Les innovations dans les procédés de production et le lancement de produits nouveaux font partie de l’ADN de notre système économique. Le but de celui-ci étant la croissance de la production de marchandises, sans innovations dans les procédés de fabrication, il ne pourrait pas y avoir un tel accroissement de l’offre. Sans le lancement de produits nouveaux, il ne pourrait pas y avoir une augmentation correspondante de la demande. Conséquence : ces innovations dans les procédés de production et ces innovations des produits provoquent l’épuisement du stock de ressources non renouvelables, ils augmentent la consommation de ressources renouvelables au-delà de leur capacité annuelle de régénération, ils sont la cause principale de l’effet de serre, ils ont vidé les océans d’innombrables espèces halieutiques et les ont remplis d’amas de déchets plastiques de la dimension d’un continent ; ils ont saturé la biosphère de substances toxiques, détruit en quelques années la beauté de paysages lentement aménagés au cours des siècles ; ils sont la cause de la raréfaction de la biodiversité et de la désertification des terres agricoles. Enfin, ils ont engendré et répandu la faim dans le monde et provoqué les guerres industrielles atroces qui ont ensanglanté le XXe siècle. Aujourd’hui, les innovations visant la croissance de la production et de la consommation de marchandises menacent la survie même de l’humanité.

 

Parce qu’il a besoin d’innover sans cesse, ce système économique productiviste a également besoin de promouvoir culturellement l’idée d’innovation en tant que telle. La pierre angulaire de la culture visant à modeler l’imaginaire collectif consiste à fusionner les notions de nouveauté et d’amélioration. Dans ce paradigme culturel, toute innovation constitue une amélioration, et sans innovation rien ne s’améliore ; l’histoire n’est qu’un progrès constant vers le mieux, les étapes de ce progrès étant rythmées par une succession d’innovations dont la vitesse augmente exponentiellement, remplaçant toujours plus vite les innovations d’hier par celles encore plus performantes d’aujourd’hui.

 

La promotion culturelle de l’innovation comme fin en soi conduit à imaginer l’avenir comme une réserve inépuisable de potentialités d’améliorations sur lesquelles toute l’attention devrait être focalisée et à percevoir le passé comme une décharge de choses définitivement inutilisables à oublier au plus vite. Elle nous incite à regarder toujours vers l’avant – comme le marin sur la vigie du mât du galion fixant l’horizon pour voir les nouveautés qui s’y dessinent – et à ne jamais regarder en arrière, car c’est la garantie de ne rien y trouver d’utile.
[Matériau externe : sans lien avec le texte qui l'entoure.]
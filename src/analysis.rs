//! Pipeline entry: extract → score → narrate.
//!
//! Pure and synchronous. The same `(free_text, survey)` pair always yields
//! the same [`AnalysisResult`].

use crate::features::{self, Feature, SurveyAnswers};
use crate::narrative::{self, Narrative};
use crate::scoring::{self, Scores};
use crate::tables::ProfileTables;
use serde::{Deserialize, Serialize};

/// The unit of output and of the polisher's non-mutation guarantee
#[derive(Debug, Clone, PartialEq, Serialize, Deserialize)]
pub struct AnalysisResult {
    pub scores: Scores,
    pub narrative: Narrative,
}

/// Runs the deterministic stages against a fixed set of tables.
#[derive(Debug, Clone, Default)]
pub struct Analyzer {
    tables: ProfileTables,
}

impl Analyzer {
    pub fn new(tables: ProfileTables) -> Self {
        Self { tables }
    }

    pub fn tables(&self) -> &ProfileTables {
        &self.tables
    }

    pub fn features(&self, free_text: &str, survey: &SurveyAnswers) -> Vec<Feature> {
        features::extract_features_with(free_text, survey, &self.tables.lexicons)
    }

    pub fn analyze(&self, free_text: &str, survey: &SurveyAnswers) -> AnalysisResult {
        let feats = self.features(free_text, survey);
        let scores = scoring::score_traits(&feats);
        let narrative = narrative::generate_narrative_with(&scores, &feats, &self.tables.narrative);
        tracing::debug!(
            hypotheses = narrative.hypotheses.len(),
            suggestions = narrative.suggestions.len(),
            "analysis complete"
        );
        AnalysisResult { scores, narrative }
    }
}

/// Analyze with the built-in tables
pub fn analyze(free_text: &str, survey: &SurveyAnswers) -> AnalysisResult {
    let feats = features::extract_features(free_text, survey);
    let scores = scoring::score_traits(&feats);
    let narrative = narrative::generate_narrative(&scores, &feats);
    AnalysisResult { scores, narrative }
}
C’est aussi le risque de perdre sa place dans la course à la nouveauté et de connaître le sort d’Orphée qui, pour s’être retournée pour voir si Eurydice le suivait bien sur le difficile chemin du retour de l’Enfer, l’a perdu définitivement.

 

L’idéologie progressiste a assigné à l’art la tâche d’explorer les frontières les plus avancées de la modernité, c’est-à-dire à courir sans répit après le nouveau qui, à l’image de l’arc-en-ciel, s’éloigne au fur et à mesure que l’on avance – parce qu’il y a toujours quelque chose de « plus nouveau » en embuscade derrière le nouveau – un plus nouveau dont l’apparition transforme constamment le nouveau en vieux, en attendant à son tour d’être transformé en chose dépassée par un plus neuf qui piaffe d’impatience. Dans les systèmes économiques visant la croissance de la production des marchandises, l’art, sous toutes ses formes (peinture, sculpture, musique, poésie, architecture), a été dépossédé de sa dimension universelle et éternelle pour se retrouver finalement restreint à la dimension de l’éphémère. On a imposé à l’art d’être innovant pour être toujours contemporain, mais en même temps on lui demande de ne pas trop mettre en évidence le lien entre la nouveauté et les fonctions économiques et productives auxquelles il doit répondre dans un système économique ayant pour objectif la croissance. De même doit-il masquer dans l’imaginaire collectif la perception du rôle potentiellement destructeur de l’obsession de la nouveauté et la transférer dans la dimension spirituelle, dégagée des misères de la vie quotidienne, dans laquelle l’humanité tout au long de l’histoire s’est habituée à placer les manifestations artistiques.

 

Pour délivrer l’humanité de ce charme qui la perd, il est nécessaire de libérer la culture de l’obligation de la valorisation de l’innovation qui lui a été imposée par un système économique productiviste qui vise à la croissance de la production des marchandises.

 

Conjointement, et en harmonie avec qui cherche à libérer les activités économiques de l’obligation d’innover pour la croissance, nous proposons de libérer toutes les formes d’expressions artistiques de l’obligation de valoriser culturellement l’innovation, qui a été un moteur essentiel du formatage de l’imaginaire collectif considérant comme un progrès la réduction du travail à un « faire pour faire toujours plus ».

 

Pour ramener l’activité créative à son essence première de bien faire en visant à la contemplation de ce qu’on a fait, il est nécessaire de redéfinir un système de valeurs dans lequel la beauté doit être plus importante que le profit, car comment peut-on admirer une œuvre si elle n’a pas ajouté à la beauté originelle du monde ?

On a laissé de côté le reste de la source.